:: TASK BRIEF ::
Repeat exactly, please, the lines that begin at the start of the listing and end at the line holding "failed to match.".

:: DATA FOR REVIEW ::
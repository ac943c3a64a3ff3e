//! Driving an expression over a whole input.
//!
//! The engine consumes one symbol per `derive` call and tracks no
//! positions of its own; this module owns that loop for callers that have
//! the whole input at hand, and reports where a match died.

use crate::kind::Kind;
use crate::language::{Expr, Language};
use crate::value::Value;
use std::fmt;

/// Why an input failed to match.
#[derive(Debug, Clone, PartialEq, Eq)]
pub enum ParseError<S> {
    /// The expression rejected `symbol` at `position` (0-based).
    Mismatch { position: usize, symbol: S },
    /// Input ran out while the expression still required more symbols.
    Incomplete { consumed: usize },
}

impl<S: fmt::Debug> fmt::Display for ParseError<S> {
    fn fmt(&self, f: &mut fmt::Formatter<'_>) -> fmt::Result {
        match self {
            ParseError::Mismatch { position, symbol } => {
                write!(f, "no match for {:?} at position {}", symbol, position)
            }
            ParseError::Incomplete { consumed } => {
                write!(
                    f,
                    "input ended after {} symbols with the expression still open",
                    consumed
                )
            }
        }
    }
}

impl<S: fmt::Debug> std::error::Error for ParseError<S> {}

impl<S: Clone + 'static> Language<S> {
    /// Folds [`derive`](Language::derive) over `input`, then evaluates the
    /// residual expression.
    ///
    /// Returns the parse forest of a complete match, or the position where
    /// matching died. A residual that collapses to a failure node stops
    /// the walk early; a grammar that is structurally dead without having
    /// collapsed (for instance through a reference cycle) is only detected
    /// once the input is exhausted, and reported as incomplete.
    pub fn parse<I>(&mut self, expr: Expr, input: I) -> Result<Vec<Value<S>>, ParseError<S>>
    where
        I: IntoIterator<Item = S>,
    {
        let mut current = expr;
        let mut consumed = 0;
        for (position, symbol) in input.into_iter().enumerate() {
            current = self.derive(current, &symbol);
            if self.kind(current) == Kind::Failure {
                return Err(ParseError::Mismatch { position, symbol });
            }
            consumed = position + 1;
        }
        if self.accepts_empty(current) {
            Ok(self.evaluate(current))
        } else {
            Err(ParseError::Incomplete { consumed })
        }
    }

    /// Does the expression accept the whole input?
    pub fn matches<I>(&mut self, expr: Expr, input: I) -> bool
    where
        I: IntoIterator<Item = S>,
    {
        self.parse(expr, input).is_ok()
    }
}
//! Parse values and the function payloads carried inside expression nodes.

use serde::{Deserialize, Serialize};
use std::rc::Rc;

/// A value in the parse forest of an expression.
///
/// Matching a terminal produces the matched symbol; sequencing pairs the
/// values of both sides. Semantic actions receive and return sequences of
/// these and may reshape them freely.
#[derive(Debug, Clone, PartialEq, Eq, Serialize, Deserialize)]
pub enum Value<S> {
    /// A symbol consumed from the input.
    Symbol(S),
    /// An ordered pair produced by sequencing.
    Pair(Box<Value<S>>, Box<Value<S>>),
}

impl<S> Value<S> {
    /// Pairs two values.
    pub fn pair(left: Value<S>, right: Value<S>) -> Self {
        Value::Pair(Box::new(left), Box::new(right))
    }
}

/// A semantic action over parse-value sequences.
///
/// Also serves as the continuation producer; a producer is invoked with an
/// empty vector when there are no pending values. Actions must be pure and
/// total over the sequences the engine hands them.
pub type Action<S> = Rc<dyn Fn(Vec<Value<S>>) -> Vec<Value<S>>>;

/// A terminal's symbol test. Must be pure and total.
pub type Predicate<S> = Rc<dyn Fn(&S) -> bool>;
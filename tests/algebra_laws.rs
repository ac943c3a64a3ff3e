//! Canonicalization laws of the expression algebra.
//!
//! These exercise the smart constructors through observable behavior:
//! failure absorption and elimination, transform fusion, and the
//! guarantee that construction order does not change the language being
//! denoted, only the shape of its parse values.

use gramarye::{Kind, Language, Value};

#[test]
fn test_failure_absorbs_sequences() {
    let mut lang: Language<char> = Language::new();
    let x = lang.symbol('x');
    let dead = lang.failure();

    let left = lang.sequence(dead, x);
    let right = lang.sequence(x, dead);
    assert_eq!(lang.kind(left), Kind::Failure);
    assert_eq!(lang.kind(right), Kind::Failure);
    assert!(!lang.matches(left, "x".chars()));
    assert!(!lang.matches(right, "x".chars()));
}

#[test]
fn test_failure_is_union_identity() {
    let mut lang: Language<char> = Language::new();
    let x = lang.symbol('x');
    let dead = lang.failure();

    // The composition is x itself, not a union node wrapping it.
    assert_eq!(lang.union(dead, x), x);
    assert_eq!(lang.union(x, dead), x);
    assert_eq!(lang.kind(x), Kind::Terminal);
}

#[test]
fn test_failure_elimination_cascades() {
    let mut lang: Language<char> = Language::new();
    let x = lang.symbol('x');
    let dead_a = lang.failure();
    let dead_b = lang.failure();

    let folded = lang.union(dead_a, dead_b);
    assert_eq!(lang.kind(folded), Kind::Failure);
    assert_eq!(lang.union(folded, x), x);
}

#[test]
fn test_transform_chains_fuse_in_application_order() {
    let mut lang = Language::new();
    let a = lang.symbol('a');
    let first = lang.reduce(a, |values| {
        values.into_iter().map(|_| Value::Symbol('b')).collect()
    });
    let second = lang.reduce(first, |values| {
        values
            .into_iter()
            .map(|value| match value {
                Value::Symbol('b') => Value::Symbol('c'),
                other => other,
            })
            .collect()
    });

    // Two reductions, one transform node; the inner action runs first.
    assert_eq!(lang.kind(second), Kind::Transform);
    let forest = lang.parse(second, "a".chars()).unwrap();
    assert_eq!(forest, vec![Value::Symbol('c')]);
}

#[test]
fn test_union_construction_order_is_immaterial() {
    let mut lang = Language::new();
    let (a1, b1, c1) = (lang.symbol('a'), lang.symbol('b'), lang.symbol('c'));
    let left_first = lang.union(a1, b1);
    let left_nested = lang.union(left_first, c1);

    let (a2, b2, c2) = (lang.symbol('a'), lang.symbol('b'), lang.symbol('c'));
    let right_first = lang.union(b2, c2);
    let right_nested = lang.union(a2, right_first);

    for input in ["a", "b", "c"] {
        assert!(lang.matches(left_nested, input.chars()));
        assert!(lang.matches(right_nested, input.chars()));
    }
    assert!(!lang.matches(left_nested, "d".chars()));
    assert!(!lang.matches(right_nested, "d".chars()));
}

#[test]
fn test_sequence_association_only_reshapes_pairs() {
    let mut lang = Language::new();
    let (a1, b1, c1) = (lang.symbol('a'), lang.symbol('b'), lang.symbol('c'));
    let ab = lang.sequence(a1, b1);
    let left_nested = lang.sequence(ab, c1);

    let (a2, b2, c2) = (lang.symbol('a'), lang.symbol('b'), lang.symbol('c'));
    let bc = lang.sequence(b2, c2);
    let right_nested = lang.sequence(a2, bc);

    // Both accept the same strings; the pair shape follows the written
    // nesting even though the left-nested chain was re-associated
    // internally.
    let left_forest = lang.parse(left_nested, "abc".chars()).unwrap();
    assert_eq!(
        left_forest,
        vec![Value::pair(
            Value::pair(Value::Symbol('a'), Value::Symbol('b')),
            Value::Symbol('c')
        )]
    );

    let right_forest = lang.parse(right_nested, "abc".chars()).unwrap();
    assert_eq!(
        right_forest,
        vec![Value::pair(
            Value::Symbol('a'),
            Value::pair(Value::Symbol('b'), Value::Symbol('c'))
        )]
    );

    assert!(!lang.matches(left_nested, "ab".chars()));
    assert!(!lang.matches(right_nested, "acb".chars()));
}

#[test]
fn test_continuation_operands_fold_out_of_sequences() {
    let mut lang = Language::new();
    let done = lang.continuation(|_| vec![Value::Symbol('a')]);
    let b = lang.symbol('b');

    let seq = lang.sequence(done, b);
    assert_eq!(lang.kind(seq), Kind::Transform);

    let forest = lang.parse(seq, "b".chars()).unwrap();
    assert_eq!(
        forest,
        vec![Value::pair(Value::Symbol('a'), Value::Symbol('b'))]
    );
}
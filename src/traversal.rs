//! The four memoized walks over an expression graph.
//!
//! Expression graphs are cyclic whenever a grammar is recursive, so every
//! walk here follows the same discipline: before recursing into a node's
//! children, its memo cell is pre-seeded with a conservative placeholder
//! stamped with the current generation token, and the real result
//! overwrites the placeholder afterwards. A cyclic path therefore bottoms
//! out at the placeholder instead of recursing forever, and recursion
//! depth is bounded by the graph's structural depth.
//!
//! Generation tokens come from a counter on the arena. Every public entry
//! point starts a fresh pass, so results can never go stale across
//! derivative steps or rule redefinitions; within one pass each traversal
//! kind keeps a single token, so a nullability question asked twice during
//! one derivative is answered from the cell.

use crate::language::{Expr, Language, Node};
use crate::value::{Action, Predicate, Value};
use std::rc::Rc;

/// Generation tokens for one traversal pass, one per walk kind.
pub(crate) struct Pass {
    nullable: u64,
    derive: u64,
    evaluate: u64,
    normalize: u64,
}

/// A shallow, owned view of one node, detached from the arena borrow so a
/// walk can keep allocating while it recurses.
enum Step<S> {
    Union(Expr, Expr),
    Sequence(Expr, Expr),
    Transform(Expr, Action<S>),
    Reference(Option<Expr>),
    Terminal(Predicate<S>),
    Continuation(Action<S>),
    Failure,
}

impl<S: Clone + 'static> Language<S> {
    fn begin_pass(&mut self) -> Pass {
        self.generation += 4;
        Pass {
            nullable: self.generation - 3,
            derive: self.generation - 2,
            evaluate: self.generation - 1,
            normalize: self.generation,
        }
    }

    fn step(&self, expr: Expr) -> Step<S> {
        match self.node(expr) {
            Node::Union { left, right } => Step::Union(*left, *right),
            Node::Sequence { left, right } => Step::Sequence(*left, *right),
            Node::Transform { source, action } => Step::Transform(*source, Rc::clone(action)),
            Node::Reference { binding } => Step::Reference(*binding),
            Node::Terminal { predicate } => Step::Terminal(Rc::clone(predicate)),
            Node::Continuation { producer } => Step::Continuation(Rc::clone(producer)),
            Node::Failure { .. } => Step::Failure,
        }
    }

    /// Does the expression match the empty remaining input?
    ///
    /// Asking this after a run of [`derive`](Language::derive) calls
    /// answers whether the symbols consumed so far form a complete match.
    pub fn accepts_empty(&mut self, expr: Expr) -> bool {
        let pass = self.begin_pass();
        self.nullable_in(expr, &pass)
    }

    pub(crate) fn nullable_in(&mut self, expr: Expr, pass: &Pass) -> bool {
        if let Some((stamp, known)) = self.slots[expr.index()].nullable {
            if stamp == pass.nullable {
                return known;
            }
        }
        // Seed the cell pessimistically so cyclic references bottom out at
        // `false`; the computed result overwrites it below.
        self.slots[expr.index()].nullable = Some((pass.nullable, false));
        let result = match self.step(expr) {
            Step::Union(left, right) => {
                self.nullable_in(left, pass) || self.nullable_in(right, pass)
            }
            Step::Sequence(left, right) => {
                self.nullable_in(left, pass) && self.nullable_in(right, pass)
            }
            Step::Transform(source, _) => self.nullable_in(source, pass),
            Step::Reference(Some(binding)) => self.nullable_in(binding, pass),
            Step::Reference(None) => false,
            Step::Terminal(_) => false,
            Step::Continuation(_) => true,
            Step::Failure => false,
        };
        self.slots[expr.index()].nullable = Some((pass.nullable, result));
        result
    }

    /// The residual expression after consuming one input symbol: the
    /// language of `expr` restricted to strings beginning with `symbol`,
    /// with that symbol consumed.
    ///
    /// Each call starts a fresh generation, so deriving the same node for
    /// different positions of an input never reuses a stale result.
    pub fn derive(&mut self, expr: Expr, symbol: &S) -> Expr {
        let pass = self.begin_pass();
        self.derive_in(expr, symbol, &pass)
    }

    fn derive_in(&mut self, expr: Expr, symbol: &S, pass: &Pass) -> Expr {
        if let Some((stamp, cached)) = self.slots[expr.index()].derived {
            if stamp == pass.derive {
                return cached;
            }
        }
        match self.step(expr) {
            Step::Union(left, right) => {
                let placeholder = self.seed_derived(expr, pass);
                let left = self.derive_in(left, symbol, pass);
                let right = self.derive_in(right, symbol, pass);
                let result = self.union(left, right);
                self.bind(placeholder, result);
                result
            }
            Step::Sequence(left, right) => {
                let placeholder = self.seed_derived(expr, pass);
                let result = if self.nullable_in(left, pass) {
                    // The match may continue inside the left side or step
                    // past it into the right; both alternatives stay live,
                    // with the right branch paired against every parse the
                    // left side has already completed.
                    let ahead = self.derive_in(left, symbol, pass);
                    let ahead = self.sequence(ahead, right);
                    let past = self.derive_in(right, symbol, pass);
                    let completed = self.evaluate_in(left, pass);
                    let past = self.reduce_action(past, pair_with_completed(completed));
                    self.union(ahead, past)
                } else {
                    let ahead = self.derive_in(left, symbol, pass);
                    self.sequence(ahead, right)
                };
                self.bind(placeholder, result);
                result
            }
            Step::Transform(source, action) => {
                let placeholder = self.seed_derived(expr, pass);
                let source = self.derive_in(source, symbol, pass);
                let result = self.reduce_action(source, action);
                self.bind(placeholder, result);
                result
            }
            Step::Reference(Some(binding)) => {
                let placeholder = self.seed_derived(expr, pass);
                let result = self.derive_in(binding, symbol, pass);
                self.bind(placeholder, result);
                result
            }
            Step::Reference(None) => {
                // An unresolved forward declaration is the empty language;
                // the unbound placeholder stands for it.
                self.seed_derived(expr, pass)
            }
            Step::Terminal(predicate) => {
                let result = if predicate(symbol) {
                    let matched = symbol.clone();
                    self.continuation(move |_| vec![Value::Symbol(matched.clone())])
                } else {
                    self.failure_with(Value::Symbol(symbol.clone()))
                };
                self.slots[expr.index()].derived = Some((pass.derive, result));
                result
            }
            Step::Continuation(_) | Step::Failure => {
                // A completed or dead expression cannot consume a symbol.
                let result = self.failure();
                self.slots[expr.index()].derived = Some((pass.derive, result));
                result
            }
        }
    }

    /// Pre-seeds a node's derivative cell with a fresh unbound reference.
    ///
    /// Cyclic paths reached while the node's children are being derived
    /// resolve to this reference; binding it to the finished derivative
    /// afterwards closes the new graph's own cycle.
    fn seed_derived(&mut self, expr: Expr, pass: &Pass) -> Expr {
        let placeholder = self.reference();
        self.slots[expr.index()].derived = Some((pass.derive, placeholder));
        placeholder
    }

    /// The parse forest of a nullable expression: every value the matches
    /// completed so far can denote, semantic actions applied.
    ///
    /// Non-nullable expressions yield an empty forest.
    pub fn evaluate(&mut self, expr: Expr) -> Vec<Value<S>> {
        let pass = self.begin_pass();
        self.evaluate_in(expr, &pass)
    }

    pub(crate) fn evaluate_in(&mut self, expr: Expr, pass: &Pass) -> Vec<Value<S>> {
        if let Some((stamp, cached)) = &self.slots[expr.index()].evaluated {
            if *stamp == pass.evaluate {
                return cached.clone();
            }
        }
        self.slots[expr.index()].evaluated = Some((pass.evaluate, Vec::new()));
        let result = match self.step(expr) {
            Step::Union(left, right) => {
                if self.nullable_in(left, pass) || self.nullable_in(right, pass) {
                    let mut values = self.evaluate_in(left, pass);
                    values.extend(self.evaluate_in(right, pass));
                    values
                } else {
                    Vec::new()
                }
            }
            Step::Sequence(left, right) => {
                if self.nullable_in(left, pass) && self.nullable_in(right, pass) {
                    let lefts = self.evaluate_in(left, pass);
                    let rights = self.evaluate_in(right, pass);
                    let mut values = Vec::new();
                    for l in &lefts {
                        for r in &rights {
                            values.push(Value::pair(l.clone(), r.clone()));
                        }
                    }
                    values
                } else {
                    Vec::new()
                }
            }
            Step::Transform(source, action) => {
                if self.nullable_in(source, pass) {
                    action(self.evaluate_in(source, pass))
                } else {
                    Vec::new()
                }
            }
            Step::Reference(Some(binding)) => self.evaluate_in(binding, pass),
            Step::Continuation(producer) => producer(Vec::new()),
            Step::Reference(None) | Step::Terminal(_) | Step::Failure => Vec::new(),
        };
        self.slots[expr.index()].evaluated = Some((pass.evaluate, result.clone()));
        result
    }

    /// Attaches a semantic action to an already-built expression.
    ///
    /// The runtime counterpart of [`reduce`](Language::reduce): the
    /// reachable graph is renormalized through the canonicalizing
    /// constructors (picking up simplifications unlocked by rule
    /// definitions that happened after construction), and the action is
    /// folded on top with the same fusion rules. Attaching actions
    /// repeatedly therefore keeps transform chains one node deep instead
    /// of growing per call.
    pub fn reduce_with<F>(&mut self, expr: Expr, action: F) -> Expr
    where
        F: Fn(Vec<Value<S>>) -> Vec<Value<S>> + 'static,
    {
        let pass = self.begin_pass();
        let renormalized = self.normalize_in(expr, &pass);
        self.reduce_action(renormalized, Rc::new(action))
    }

    fn normalize_in(&mut self, expr: Expr, pass: &Pass) -> Expr {
        if let Some((stamp, cached)) = self.slots[expr.index()].normalized {
            if stamp == pass.normalize {
                return cached;
            }
        }
        match self.step(expr) {
            Step::Union(left, right) => {
                let placeholder = self.seed_normalized(expr, pass);
                let left = self.normalize_in(left, pass);
                let right = self.normalize_in(right, pass);
                let result = self.union(left, right);
                self.bind(placeholder, result);
                result
            }
            Step::Sequence(left, right) => {
                let placeholder = self.seed_normalized(expr, pass);
                let left = self.normalize_in(left, pass);
                let right = self.normalize_in(right, pass);
                let result = self.sequence(left, right);
                self.bind(placeholder, result);
                result
            }
            Step::Transform(source, action) => {
                let placeholder = self.seed_normalized(expr, pass);
                let source = self.normalize_in(source, pass);
                let result = self.reduce_action(source, action);
                self.bind(placeholder, result);
                result
            }
            Step::Reference(Some(binding)) => {
                let placeholder = self.seed_normalized(expr, pass);
                let result = self.normalize_in(binding, pass);
                self.bind(placeholder, result);
                result
            }
            Step::Reference(None) | Step::Terminal(_) | Step::Continuation(_) | Step::Failure => {
                self.slots[expr.index()].normalized = Some((pass.normalize, expr));
                expr
            }
        }
    }

    fn seed_normalized(&mut self, expr: Expr, pass: &Pass) -> Expr {
        let placeholder = self.reference();
        self.slots[expr.index()].normalized = Some((pass.normalize, placeholder));
        placeholder
    }
}

/// Pairs every completed parse of a sequence's left side (captured when
/// the derivative stepped past it) with the values the right side goes on
/// to produce.
fn pair_with_completed<S: Clone + 'static>(completed: Vec<Value<S>>) -> Action<S> {
    Rc::new(move |rights: Vec<Value<S>>| {
        let mut out = Vec::new();
        for right in rights {
            for left in &completed {
                out.push(Value::pair(left.clone(), right.clone()));
            }
        }
        out
    })
}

:: REPLY TO THE TASK ::
repository ac943c3a64a3ff3e
//! Driving an expression over a whole input.
//!
//! The engine consumes one symbol per `derive` call and tracks no
//! positions of its own; this module owns that loop for callers that have
//! the whole input at hand, and reports where a match died.

use crate::kind::Kind;
use crate::language::{Expr, Language};
use crate::value::Value;
use std::fmt;

/// Why an input failed to match.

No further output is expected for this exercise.